What to do ▸
From the entries below, output the line with "for leaderboard pages." and each following line up to and including the line with "of the leaderboard.", exactly as written.

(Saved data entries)
--
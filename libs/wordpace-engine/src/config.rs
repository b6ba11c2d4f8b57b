//! Engine configuration.

use std::time::Duration;

/// Cache and listing tunables.
#[derive(Debug, Clone)]
pub struct EngineConfig {
    /// TTL for progress summaries and learned-word listings.
    pub snapshot_ttl: Duration,
    /// TTL for leaderboard pages.
    pub leaderboard_ttl: Duration,
    /// Words shown per level in the learned-words overview.
    pub learned_group_size: usize,
    /// Default page size of the learned-words listing.
    pub learned_page_size: usize,
    /// Upper bound for caller-provided learned-words page sizes.
    pub learned_page_size_max: usize,
    /// Default and maximum page size of the leaderboard.
    pub leaderboard_page_size: usize,
}

impl Default for EngineConfig {
    fn default() -> Self {
        Self {
            snapshot_ttl: Duration::from_secs(60 * 15),
            leaderboard_ttl: Duration::from_secs(60 * 10),
            learned_group_size: 10,
            learned_page_size: 2,
            learned_page_size_max: 50,
            leaderboard_page_size: 10,
        }
    }
}

impl EngineConfig {
    /// Load configuration from the environment, falling back to the
    /// defaults field by field.
    ///
    /// Reads `WORDPACE_SNAPSHOT_TTL_SECS`, `WORDPACE_LEADERBOARD_TTL_SECS`,
    /// `WORDPACE_LEARNED_GROUP_SIZE`, `WORDPACE_LEARNED_PAGE_SIZE`,
    /// `WORDPACE_LEARNED_PAGE_SIZE_MAX`, and
    /// `WORDPACE_LEADERBOARD_PAGE_SIZE`.
    pub fn from_env() -> Self {
        dotenvy::dotenv().ok();

        let defaults = Self::default();
        Self {
            snapshot_ttl: env_secs("WORDPACE_SNAPSHOT_TTL_SECS")
                .unwrap_or(defaults.snapshot_ttl),
            leaderboard_ttl: env_secs("WORDPACE_LEADERBOARD_TTL_SECS")
                .unwrap_or(defaults.leaderboard_ttl),
            learned_group_size: env_usize("WORDPACE_LEARNED_GROUP_SIZE")
                .unwrap_or(defaults.learned_group_size),
            learned_page_size: env_usize("WORDPACE_LEARNED_PAGE_SIZE")
                .unwrap_or(defaults.learned_page_size),
            learned_page_size_max: env_usize("WORDPACE_LEARNED_PAGE_SIZE_MAX")
                .unwrap_or(defaults.learned_page_size_max),
            leaderboard_page_size: env_usize("WORDPACE_LEADERBOARD_PAGE_SIZE")
                .unwrap_or(defaults.leaderboard_page_size),
        }
    }
}

fn env_secs(name: &str) -> Option<Duration> {
    env_parse(name).map(Duration::from_secs)
}

fn env_usize(name: &str) -> Option<usize> {
    env_parse(name)
}

fn env_parse<T: std::str::FromStr>(name: &str) -> Option<T> {
    match std::env::var(name) {
        Ok(raw) => match raw.parse() {
            Ok(value) => Some(value),
            Err(_) => {
                tracing::warn!("ignoring unparsable {}={}", name, raw);
                None
            }
        },
        Err(_) => None,
    }
}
--
Task output ▸
    /// TTL for leaderboard pages.
    pub leaderboard_ttl: Duration,
    /// Words shown per level in the learned-words overview.
    pub learned_group_size: usize,
    /// Default page size of the learned-words listing.
    pub learned_page_size: usize,
    /// Upper bound for caller-provided learned-words page sizes.
    pub learned_page_size_max: usize,
    /// Default and maximum page size of the leaderboard.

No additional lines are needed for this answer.